> **ACTIVITY**: First find the line with "usize, out_ch: usize" in the entries below, then set down exactly every line through the line with "pub type ModelResult<T>", that line included.
━━━━━ DATA IN THIS EXERCISE
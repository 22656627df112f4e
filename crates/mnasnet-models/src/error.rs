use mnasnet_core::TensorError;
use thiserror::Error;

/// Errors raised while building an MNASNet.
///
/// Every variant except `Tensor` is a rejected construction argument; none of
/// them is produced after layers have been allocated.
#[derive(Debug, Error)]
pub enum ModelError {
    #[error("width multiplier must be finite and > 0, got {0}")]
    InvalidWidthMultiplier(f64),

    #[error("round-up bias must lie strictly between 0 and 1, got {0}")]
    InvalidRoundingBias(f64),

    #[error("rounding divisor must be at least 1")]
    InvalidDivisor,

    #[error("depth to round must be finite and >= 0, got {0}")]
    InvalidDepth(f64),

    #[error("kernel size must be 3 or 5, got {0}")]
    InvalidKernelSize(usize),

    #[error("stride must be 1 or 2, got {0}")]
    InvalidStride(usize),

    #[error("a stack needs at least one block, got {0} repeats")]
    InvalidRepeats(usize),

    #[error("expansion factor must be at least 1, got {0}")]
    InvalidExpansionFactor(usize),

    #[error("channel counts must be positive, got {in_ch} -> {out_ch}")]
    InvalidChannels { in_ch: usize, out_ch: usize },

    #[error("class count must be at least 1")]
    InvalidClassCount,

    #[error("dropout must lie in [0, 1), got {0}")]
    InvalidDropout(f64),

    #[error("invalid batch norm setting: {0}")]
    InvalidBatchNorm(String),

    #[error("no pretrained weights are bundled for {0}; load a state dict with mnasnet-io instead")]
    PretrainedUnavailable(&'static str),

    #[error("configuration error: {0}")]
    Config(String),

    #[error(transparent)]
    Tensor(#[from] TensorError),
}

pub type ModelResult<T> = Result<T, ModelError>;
━━━━━━━━━━
━━━━━ DATA IN THIS EXERCISE
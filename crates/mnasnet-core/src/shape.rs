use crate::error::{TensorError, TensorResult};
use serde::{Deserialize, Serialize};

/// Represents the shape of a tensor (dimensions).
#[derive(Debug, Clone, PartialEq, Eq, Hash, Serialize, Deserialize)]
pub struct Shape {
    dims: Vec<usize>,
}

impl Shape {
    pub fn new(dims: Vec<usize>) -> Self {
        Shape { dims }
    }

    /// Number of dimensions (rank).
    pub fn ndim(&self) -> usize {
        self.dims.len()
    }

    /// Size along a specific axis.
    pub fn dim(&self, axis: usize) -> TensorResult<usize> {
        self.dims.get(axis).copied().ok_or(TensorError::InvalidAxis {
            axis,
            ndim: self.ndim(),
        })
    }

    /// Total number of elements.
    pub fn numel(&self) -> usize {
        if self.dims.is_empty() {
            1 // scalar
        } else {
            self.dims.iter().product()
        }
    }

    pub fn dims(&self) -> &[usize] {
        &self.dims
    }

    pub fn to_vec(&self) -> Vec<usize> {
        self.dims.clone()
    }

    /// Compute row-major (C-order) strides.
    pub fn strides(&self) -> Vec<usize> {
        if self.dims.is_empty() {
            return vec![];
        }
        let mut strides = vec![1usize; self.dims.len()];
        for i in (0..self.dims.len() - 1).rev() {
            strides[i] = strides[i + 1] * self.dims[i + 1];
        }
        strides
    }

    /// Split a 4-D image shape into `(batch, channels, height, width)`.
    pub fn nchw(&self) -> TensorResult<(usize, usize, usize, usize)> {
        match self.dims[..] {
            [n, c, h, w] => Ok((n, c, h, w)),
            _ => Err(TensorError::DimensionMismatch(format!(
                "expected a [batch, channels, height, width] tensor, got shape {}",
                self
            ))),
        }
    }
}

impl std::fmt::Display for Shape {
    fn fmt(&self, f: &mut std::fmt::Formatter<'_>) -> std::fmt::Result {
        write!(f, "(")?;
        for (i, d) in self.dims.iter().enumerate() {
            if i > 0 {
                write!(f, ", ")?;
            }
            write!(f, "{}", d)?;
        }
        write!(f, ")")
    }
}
━━━━━━━━━━
> **WRITTEN SOLUTION**:
    InvalidChannels { in_ch: usize, out_ch: usize },

    #[error("class count must be at least 1")]
    InvalidClassCount,

    #[error("dropout must lie in [0, 1), got {0}")]
    InvalidDropout(f64),

    #[error("invalid batch norm setting: {0}")]
    InvalidBatchNorm(String),

    #[error("no pretrained weights are bundled for {0}; load a state dict with mnasnet-io instead")]
    PretrainedUnavailable(&'static str),

    #[error("configuration error: {0}")]
    Config(String),

    #[error(transparent)]
    Tensor(#[from] TensorError),
}

pub type ModelResult<T> = Result<T, ModelError>;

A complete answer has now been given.